═════ AVAILABLE DATA
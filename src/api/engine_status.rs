use serde::{Deserialize, Serialize};

use crate::logic::response::{DispatchStats, ResponsePolicy};

#[derive(Debug, Clone, PartialEq, Serialize, Deserialize)]
pub struct EngineStatus {
    pub version: String,
    pub initialized: bool,
    pub monitoring: bool,
    pub policy: Option<ResponsePolicy>, // None before init
    pub recent_threats: u64,
    pub persistent: bool, // state file vs in-memory store
    pub hardening_failures: Vec<String>,
    pub dispatch: DispatchStats,
}
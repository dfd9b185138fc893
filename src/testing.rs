//! In-memory `DockerApi` used by unit tests.

use async_trait::async_trait;
use futures::StreamExt;
use std::collections::HashMap;
use std::sync::{Arc, Mutex};
use std::sync::atomic::{AtomicBool, Ordering};
use tokio::sync::{Notify, mpsc};
use tokio_stream::wrappers::UnboundedReceiverStream;

use crate::docker::{ContainerSummary, DockerApi, DockerError, Image, StatSample, StatsStream};

pub type FeedSender = mpsc::UnboundedSender<Result<StatSample, DockerError>>;

pub fn container(id: &str, name: &str, image: &str, running: bool) -> ContainerSummary {
    ContainerSummary {
        id: id.to_string(),
        names: vec![name.to_string()],
        image: image.to_string(),
        running,
        status: if running { "Up 5 minutes" } else { "Exited (0) 1 hour ago" }.to_string(),
    }
}

pub fn image(id: &str, tags: &[&str], size: u64) -> Image {
    Image {
        id: id.to_string(),
        repo_tags: tags.iter().map(|t| t.to_string()).collect(),
        size,
        created: 1_700_000_000,
    }
}

pub fn sample(usage: u64, limit: u64, total: u64, system: u64) -> StatSample {
    StatSample {
        memory_usage: Some(usage),
        memory_limit: Some(limit),
        cpu_total_usage: Some(total),
        system_cpu_usage: Some(system),
    }
}

pub struct FakeDocker {
    reachable: AtomicBool,
    containers: Mutex<Vec<ContainerSummary>>,
    images: Mutex<Vec<Image>>,
    feeds: Mutex<HashMap<String, mpsc::UnboundedReceiver<Result<StatSample, DockerError>>>>,
    running_stall: Mutex<Option<(Arc<Notify>, Arc<Notify>)>>,
}

impl FakeDocker {
    pub fn new() -> Self {
        Self {
            reachable: AtomicBool::new(true),
            containers: Mutex::new(Vec::new()),
            images: Mutex::new(Vec::new()),
            feeds: Mutex::new(HashMap::new()),
            running_stall: Mutex::new(None),
        }
    }

    pub fn set_reachable(&self, reachable: bool) {
        self.reachable.store(reachable, Ordering::SeqCst);
    }

    pub fn set_containers(&self, containers: Vec<ContainerSummary>) {
        *self.containers.lock().unwrap() = containers;
    }

    pub fn set_images(&self, images: Vec<Image>) {
        *self.images.lock().unwrap() = images;
    }

    pub fn images(&self) -> Vec<Image> {
        self.images.lock().unwrap().clone()
    }

    /// Registers the stats feed the next `stats_stream(id)` call will hand out.
    pub fn feed(&self, id: &str) -> FeedSender {
        let (tx, rx) = mpsc::unbounded_channel();
        self.feeds.lock().unwrap().insert(id.to_string(), rx);
        tx
    }

    /// Makes the next running-only listing stall after reading the container
    /// list. The first notify fires once it has stalled; notify the second to
    /// let it return.
    pub fn stall_running_query(&self) -> (Arc<Notify>, Arc<Notify>) {
        let entered = Arc::new(Notify::new());
        let release = Arc::new(Notify::new());
        *self.running_stall.lock().unwrap() = Some((entered.clone(), release.clone()));
        (entered, release)
    }

    fn check(&self) -> Result<(), DockerError> {
        if self.reachable.load(Ordering::SeqCst) {
            Ok(())
        } else {
            Err(DockerError::Connection("connection refused".to_string()))
        }
    }
}

#[async_trait]
impl DockerApi for FakeDocker {
    async fn ping(&self) -> Result<(), DockerError> {
        self.check()
    }

    async fn list_images(&self) -> Result<Vec<Image>, DockerError> {
        self.check()?;
        Ok(self.images())
    }

    async fn list_containers(
        &self,
        include_stopped: bool,
    ) -> Result<Vec<ContainerSummary>, DockerError> {
        self.check()?;
        let listed: Vec<ContainerSummary> = self
            .containers
            .lock()
            .unwrap()
            .iter()
            .filter(|c| include_stopped || c.running)
            .cloned()
            .collect();

        if !include_stopped {
            let stall = self.running_stall.lock().unwrap().take();
            if let Some((entered, release)) = stall {
                entered.notify_one();
                release.notified().await;
            }
        }
        Ok(listed)
    }

    async fn remove_image(&self, id: &str) -> Result<(), DockerError> {
        self.check()?;
        let mut images = self.images.lock().unwrap();
        let before = images.len();
        images.retain(|i| i.id != id);
        if images.len() == before {
            return Err(DockerError::NotFound(format!("No such image: {}", id)));
        }
        Ok(())
    }

    async fn remove_container(&self, id: &str) -> Result<(), DockerError> {
        self.check()?;
        let mut containers = self.containers.lock().unwrap();
        let before = containers.len();
        containers.retain(|c| c.id != id);
        if containers.len() == before {
            return Err(DockerError::NotFound(format!("No such container: {}", id)));
        }
        Ok(())
    }

    fn stats_stream(&self, id: &str) -> StatsStream {
        if let Err(e) = self.check() {
            return futures::stream::iter(vec![Err(e)]).boxed();
        }
        match self.feeds.lock().unwrap().remove(id) {
            Some(rx) => UnboundedReceiverStream::new(rx).boxed(),
            None => futures::stream::iter(vec![Err(DockerError::NotFound(format!(
                "No such container: {}",
                id
            )))])
            .boxed(),
        }
    }
}
//! Container registry: stable placements for the daemon's containers.

pub mod registry;
pub mod state;

pub use registry::{ContainerRegistry, RefreshSummary};
pub use state::BoxContainer;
══════════
TO DO. When you reach the end of the records, set them all down again exactly.

RESULT FOR THIS TASK.
filename src/api/engine_status.rs
use serde::{Deserialize, Serialize};

use crate::logic::response::{DispatchStats, ResponsePolicy};

#[derive(Debug, Clone, PartialEq, Serialize, Deserialize)]
pub struct EngineStatus {
    pub version: String,
    pub initialized: bool,
    pub monitoring: bool,
    pub policy: Option<ResponsePolicy>, // None before init
    pub recent_threats: u64,
    pub persistent: bool, // state file vs in-memory store
    pub hardening_failures: Vec<String>,
    pub dispatch: DispatchStats,
}
repository dfd9b185138fc893
filename src/testing.rs
//! In-memory `DockerApi` used by unit tests.

use async_trait::async_trait;
use futures::StreamExt;
use std::collections::HashMap;
use std::sync::{Arc, Mutex};
use std::sync::atomic::{AtomicBool, Ordering};
use tokio::sync::{Notify, mpsc};
use tokio_stream::wrappers::UnboundedReceiverStream;

use crate::docker::{ContainerSummary, DockerApi, DockerError, Image, StatSample, StatsStream};

pub type FeedSender = mpsc::UnboundedSender<Result<StatSample, DockerError>>;

pub fn container(id: &str, name: &str, image: &str, running: bool) -> ContainerSummary {
    ContainerSummary {
        id: id.to_string(),
        names: vec![name.to_string()],
        image: image.to_string(),
        running,
        status: if running { "Up 5 minutes" } else { "Exited (0) 1 hour ago" }.to_string(),
    }
}

pub fn image(id: &str, tags: &[&str], size: u64) -> Image {
    Image {
        id: id.to_string(),
        repo_tags: tags.iter().map(|t| t.to_string()).collect(),
        size,
        created: 1_700_000_000,
    }
}

pub fn sample(usage: u64, limit: u64, total: u64, system: u64) -> StatSample {
    StatSample {
        memory_usage: Some(usage),
        memory_limit: Some(limit),
        cpu_total_usage: Some(total),
        system_cpu_usage: Some(system),
    }
}

pub struct FakeDocker {
    reachable: AtomicBool,
    containers: Mutex<Vec<ContainerSummary>>,
    images: Mutex<Vec<Image>>,
    feeds: Mutex<HashMap<String, mpsc::UnboundedReceiver<Result<StatSample, DockerError>>>>,
    running_stall: Mutex<Option<(Arc<Notify>, Arc<Notify>)>>,
}

impl FakeDocker {
    pub fn new() -> Self {
        Self {
            reachable: AtomicBool::new(true),
            containers: Mutex::new(Vec::new()),
            images: Mutex::new(Vec::new()),
            feeds: Mutex::new(HashMap::new()),
            running_stall: Mutex::new(None),
        }
    }

    pub fn set_reachable(&self, reachable: bool) {
        self.reachable.store(reachable, Ordering::SeqCst);
    }

    pub fn set_containers(&self, containers: Vec<ContainerSummary>) {
        *self.containers.lock().unwrap() = containers;
    }

    pub fn set_images(&self, images: Vec<Image>) {
        *self.images.lock().unwrap() = images;
    }

    pub fn images(&self) -> Vec<Image> {
        self.images.lock().unwrap().clone()
    }

    /// Registers the stats feed the next `stats_stream(id)` call will hand out.
    pub fn feed(&self, id: &str) -> FeedSender {
        let (tx, rx) = mpsc::unbounded_channel();
        self.feeds.lock().unwrap().insert(id.to_string(), rx);
        tx
    }

    /// Makes the next running-only listing stall after reading the container
    /// list. The first notify fires once it has stalled; notify the second to
    /// let it return.
    pub fn stall_running_query(&self) -> (Arc<Notify>, Arc<Notify>) {
        let entered = Arc::new(Notify::new());
        let release = Arc::new(Notify::new());
        *self.running_stall.lock().unwrap() = Some((entered.clone(), release.clone()));
        (entered, release)
    }

    fn check(&self) -> Result<(), DockerError> {
        if self.reachable.load(Ordering::SeqCst) {
            Ok(())
        } else {
            Err(DockerError::Connection("connection refused".to_string()))
        }
    }
}

#[async_trait]
impl DockerApi for FakeDocker {
    async fn ping(&self) -> Result<(), DockerError> {
        self.check()
    }

    async fn list_images(&self) -> Result<Vec<Image>, DockerError> {
        self.check()?;
        Ok(self.images())
    }

    async fn list_containers(
        &self,
        include_stopped: bool,
    ) -> Result<Vec<ContainerSummary>, DockerError> {
        self.check()?;
        let listed: Vec<ContainerSummary> = self
            .containers
            .lock()
            .unwrap()
            .iter()
            .filter(|c| include_stopped || c.running)
            .cloned()
            .collect();

        if !include_stopped {
            let stall = self.running_stall.lock().unwrap().take();
            if let Some((entered, release)) = stall {
                entered.notify_one();
                release.notified().await;
            }
        }
        Ok(listed)
    }

    async fn remove_image(&self, id: &str) -> Result<(), DockerError> {
        self.check()?;
        let mut images = self.images.lock().unwrap();
        let before = images.len();
        images.retain(|i| i.id != id);
        if images.len() == before {
            return Err(DockerError::NotFound(format!("No such image: {}", id)));
        }
        Ok(())
    }

    async fn remove_container(&self, id: &str) -> Result<(), DockerError> {
        self.check()?;
        let mut containers = self.containers.lock().unwrap();
        let before = containers.len();
        containers.retain(|c| c.id != id);
        if containers.len() == before {
            return Err(DockerError::NotFound(format!("No such container: {}", id)));
        }
        Ok(())
    }

    fn stats_stream(&self, id: &str) -> StatsStream {
        if let Err(e) = self.check() {
            return futures::stream::iter(vec![Err(e)]).boxed();
        }
        match self.feeds.lock().unwrap().remove(id) {
            Some(rx) => UnboundedReceiverStream::new(rx).boxed(),
            None => futures::stream::iter(vec![Err(DockerError::NotFound(format!(
                "No such container: {}",
                id
            )))])
            .boxed(),
        }
    }
}
//! Container registry: stable placements for the daemon's containers.

pub mod registry;
pub mod state;

pub use registry::{ContainerRegistry, RefreshSummary};
pub use state::BoxContainer;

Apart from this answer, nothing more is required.